OCC is an On-Chip-Controller which takes care of power and thermal
safety of the chip. During runtime due to power failure or
overtemperature the OCC may throttle the frequencies of the CPUs to
remain within the power budget.

We want the cpufreq driver to be aware of such situations to be able
to report it to the user. We register to opal_message_notifier to
receive OCC messages from opal.

powernv_cpufreq_throttle_check() reports any frequency throttling and
this patch will report the reason or event that caused throttling. We
can be throttled if OCC is reset or OCC limits Pmax due to power or
thermal reasons. We are also notified of unthrottling after an OCC
reset or if OCC restores Pmax on the chip.

Signed-off-by: Shilpasri G Bhat <shilpa.bhat@linux.vnet.ibm.com>
CC: "Rafael J. Wysocki" <rjw@rjwysocki.net>
CC: Viresh Kumar <viresh.kumar@linaro.org>
CC: Preeti U Murthy <preeti@linux.vnet.ibm.com>
CC: linux-pm@vger.kernel.org
---
Changes from v1:
- Add macros to define OCC_RESET, OCC_LOAD and OCC_THROTTLE
- Define a structure to store chip id, chip mask which has bits set
  for cpus present in the chip, throttled state and a work_struct.
- Modify powernv_cpufreq_throttle_check() to be called via smp_call()
- On Pmax throttling/unthrottling update 'chip.throttled' and not the
  global 'throttled' as Pmax capping is local to the chip.
- Remove the condition which checks if local pstate is less than Pmin
  while checking for Psafe frequency. When OCC becomes active after
  reset we update 'thottled' to false and when the cpufreq governor
  initiates a pstate change, the local pstate will be in Psafe and we
  will be reporting a false positive when we are not throttled.
- Schedule a kworker on receiving throttling/unthrottling OCC message
  for that chip and schedule on all chips after receiving active.
- After an OCC reset all the cpus will be in Psafe frequency.
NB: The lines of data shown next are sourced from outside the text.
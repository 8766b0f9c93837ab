//! Host filesystem access
//!
//! Thin wrappers over `std::fs` used by rule application. Every failure is
//! reported as [`Error::Filesystem`] naming the operation and the path, and
//! writes create missing parent directories first.

use std::fs;
use std::path::Path;

use crate::error::{Error, Result};

/// What currently occupies a target path
#[derive(Debug, Clone, Copy, PartialEq, Eq)]
pub enum TargetState {
    Missing,
    File,
    Directory,
}

impl TargetState {
    pub fn of(path: &Path) -> Self {
        match fs::metadata(path) {
            Ok(meta) if meta.is_dir() => TargetState::Directory,
            Ok(_) => TargetState::File,
            Err(_) => TargetState::Missing,
        }
    }
}

pub fn read_text(path: &Path) -> Result<String> {
    fs::read_to_string(path).map_err(|e| Error::Filesystem {
        message: format!("Failed to read file '{}': {}", path.display(), e),
    })
}

/// Create the parent directories of `path` if needed
pub fn ensure_parent(path: &Path) -> Result<()> {
    match path.parent() {
        Some(parent) if !parent.as_os_str().is_empty() => {
            fs::create_dir_all(parent).map_err(|e| Error::Filesystem {
                message: format!("Failed to create directory '{}': {}", parent.display(), e),
            })
        }
        _ => Ok(()),
    }
}

/// Write `content` to `path`, replacing any existing file
pub fn write(path: &Path, content: impl AsRef<[u8]>) -> Result<()> {
    ensure_parent(path)?;
    fs::write(path, content).map_err(|e| Error::Filesystem {
        message: format!("Failed to write file '{}': {}", path.display(), e),
    })
}

/// Copy a file byte for byte, keeping its permissions
pub fn copy_file(from: &Path, to: &Path) -> Result<()> {
    ensure_parent(to)?;
    fs::copy(from, to).map(|_| ()).map_err(|e| Error::Filesystem {
        message: format!(
            "Failed to copy '{}' to '{}': {}",
            from.display(),
            to.display(),
            e
        ),
    })
}

pub fn remove_file(path: &Path) -> Result<()> {
    fs::remove_file(path).map_err(|e| Error::Filesystem {
        message: format!("Failed to remove file '{}': {}", path.display(), e),
    })
}

#[cfg(test)]
mod tests {
    use super::*;
    use tempfile::TempDir;

    #[test]
    fn test_target_state() {
        let temp = TempDir::new().unwrap();
        let file = temp.path().join("a.txt");
        assert_eq!(TargetState::of(&file), TargetState::Missing);
        fs::write(&file, "x").unwrap();
        assert_eq!(TargetState::of(&file), TargetState::File);
        assert_eq!(TargetState::of(temp.path()), TargetState::Directory);
    }

    #[test]
    fn test_write_creates_parents() {
        let temp = TempDir::new().unwrap();
        let target = temp.path().join("RP/textures/items/sword.png");
        write(&target, b"png").unwrap();
        assert_eq!(fs::read(&target).unwrap(), b"png");
    }

    #[test]
    fn test_copy_file_creates_parents() {
        let temp = TempDir::new().unwrap();
        let source = temp.path().join("src.bin");
        fs::write(&source, [0u8, 159, 146, 150]).unwrap();
        let target = temp.path().join("BP/deep/copy.bin");
        copy_file(&source, &target).unwrap();
        assert_eq!(fs::read(&target).unwrap(), vec![0u8, 159, 146, 150]);
    }

    #[test]
    fn test_read_text_missing_file() {
        let temp = TempDir::new().unwrap();
        let err = read_text(&temp.path().join("missing.txt")).unwrap_err();
        assert!(matches!(err, Error::Filesystem { .. }));
        assert!(err.to_string().contains("missing.txt"));
    }

    #[cfg(unix)]
    #[test]
    fn test_copy_preserves_permissions() {
        use std::os::unix::fs::PermissionsExt;

        let temp = TempDir::new().unwrap();
        let source = temp.path().join("run.sh");
        fs::write(&source, "#!/bin/sh\n").unwrap();
        fs::set_permissions(&source, fs::Permissions::from_mode(0o755)).unwrap();
        let target = temp.path().join("BP/run.sh");
        copy_file(&source, &target).unwrap();
        let mode = fs::metadata(&target).unwrap().permissions().mode();
        assert_eq!(mode & 0o777, 0o755);
    }

    #[test]
    fn test_remove_file() {
        let temp = TempDir::new().unwrap();
        let file = temp.path().join("entry.js");
        fs::write(&file, "").unwrap();
        remove_file(&file).unwrap();
        assert!(!file.exists());
        assert!(remove_file(&file).is_err());
    }
}
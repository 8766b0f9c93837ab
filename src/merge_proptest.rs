//! Property-based tests for the structural merge.

#[cfg(test)]
mod proptest_tests {
    use crate::merge::{merge, ListMergePolicy};
    use proptest::prelude::*;
    use serde_json::{json, Map, Value};
    use std::collections::BTreeSet;

    fn scalar() -> impl Strategy<Value = Value> {
        prop_oneof![
            Just(Value::Null),
            any::<bool>().prop_map(Value::Bool),
            any::<i32>().prop_map(|n| json!(n)),
            "[a-z]{0,8}".prop_map(Value::String),
        ]
    }

    fn tree() -> impl Strategy<Value = Value> {
        scalar().prop_recursive(3, 24, 4, |inner| {
            prop_oneof![
                prop::collection::vec(inner.clone(), 0..4).prop_map(Value::Array),
                prop::collection::vec(("[a-d]", inner), 0..4).prop_map(|pairs| {
                    let mut map = Map::new();
                    for (key, value) in pairs {
                        map.insert(key, value);
                    }
                    Value::Object(map)
                }),
            ]
        })
    }

    fn policy() -> impl Strategy<Value = ListMergePolicy> {
        prop_oneof![
            Just(ListMergePolicy::GreaterLength),
            Just(ListMergePolicy::SmallerLength),
            Just(ListMergePolicy::BLength),
            Just(ListMergePolicy::Append),
        ]
    }

    proptest! {
        /// Property: for scalars, b always wins
        #[test]
        fn scalars_b_wins(a in scalar(), b in scalar(), policy in policy()) {
            prop_assert_eq!(merge(&a, &b, policy), b);
        }

        /// Property: merged object keys are the union of both key sets
        #[test]
        fn object_keys_are_union(
            a in prop::collection::btree_map("[a-f]", scalar(), 0..5),
            b in prop::collection::btree_map("[a-f]", scalar(), 0..5),
            policy in policy(),
        ) {
            let a_value = Value::Object(a.clone().into_iter().collect());
            let b_value = Value::Object(b.clone().into_iter().collect());
            let merged = merge(&a_value, &b_value, policy);

            let merged_keys: BTreeSet<String> = merged.as_object().unwrap().keys().cloned().collect();
            let expected: BTreeSet<String> = a.keys().chain(b.keys()).cloned().collect();
            prop_assert_eq!(merged_keys, expected);
        }

        /// Property: shared keys hold the recursive merge of both sides
        #[test]
        fn shared_keys_merge_recursively(a in tree(), b in tree(), policy in policy()) {
            let wrapped_a = json!({"k": a.clone()});
            let wrapped_b = json!({"k": b.clone()});
            let merged = merge(&wrapped_a, &wrapped_b, policy);
            prop_assert_eq!(&merged["k"], &merge(&a, &b, policy));
        }

        /// Property: append concatenates lists
        #[test]
        fn append_concatenates(
            a in prop::collection::vec(tree(), 0..5),
            b in prop::collection::vec(tree(), 0..5),
        ) {
            let merged = merge(&Value::Array(a.clone()), &Value::Array(b.clone()), ListMergePolicy::Append);
            let mut expected = a.clone();
            expected.extend(b.clone());
            prop_assert_eq!(merged.as_array().unwrap().len(), a.len() + b.len());
            prop_assert_eq!(merged, Value::Array(expected));
        }

        /// Property: index-wise policies produce the documented lengths
        #[test]
        fn list_lengths_follow_policy(
            a in prop::collection::vec(scalar(), 0..6),
            b in prop::collection::vec(scalar(), 0..6),
        ) {
            let a_value = Value::Array(a.clone());
            let b_value = Value::Array(b.clone());
            let len = |policy| merge(&a_value, &b_value, policy).as_array().unwrap().len();
            prop_assert_eq!(len(ListMergePolicy::GreaterLength), a.len().max(b.len()));
            prop_assert_eq!(len(ListMergePolicy::SmallerLength), a.len().min(b.len()));
            prop_assert_eq!(len(ListMergePolicy::BLength), b.len());
        }

        /// Property: merging a tree with itself changes nothing for index-wise policies
        #[test]
        fn self_merge_is_identity(a in tree()) {
            prop_assert_eq!(merge(&a, &a, ListMergePolicy::GreaterLength), a);
        }
    }
}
So call
  target() and restore the frequency to policy->cur after OCC_ACTIVE
  and Pmax unthrottling
- Taken care of Viresh and Preeti's comments.

 drivers/cpufreq/powernv-cpufreq.c | 181 ++++++++++++++++++++++++++++++++++----
 1 file changed, 166 insertions(+), 15 deletions(-)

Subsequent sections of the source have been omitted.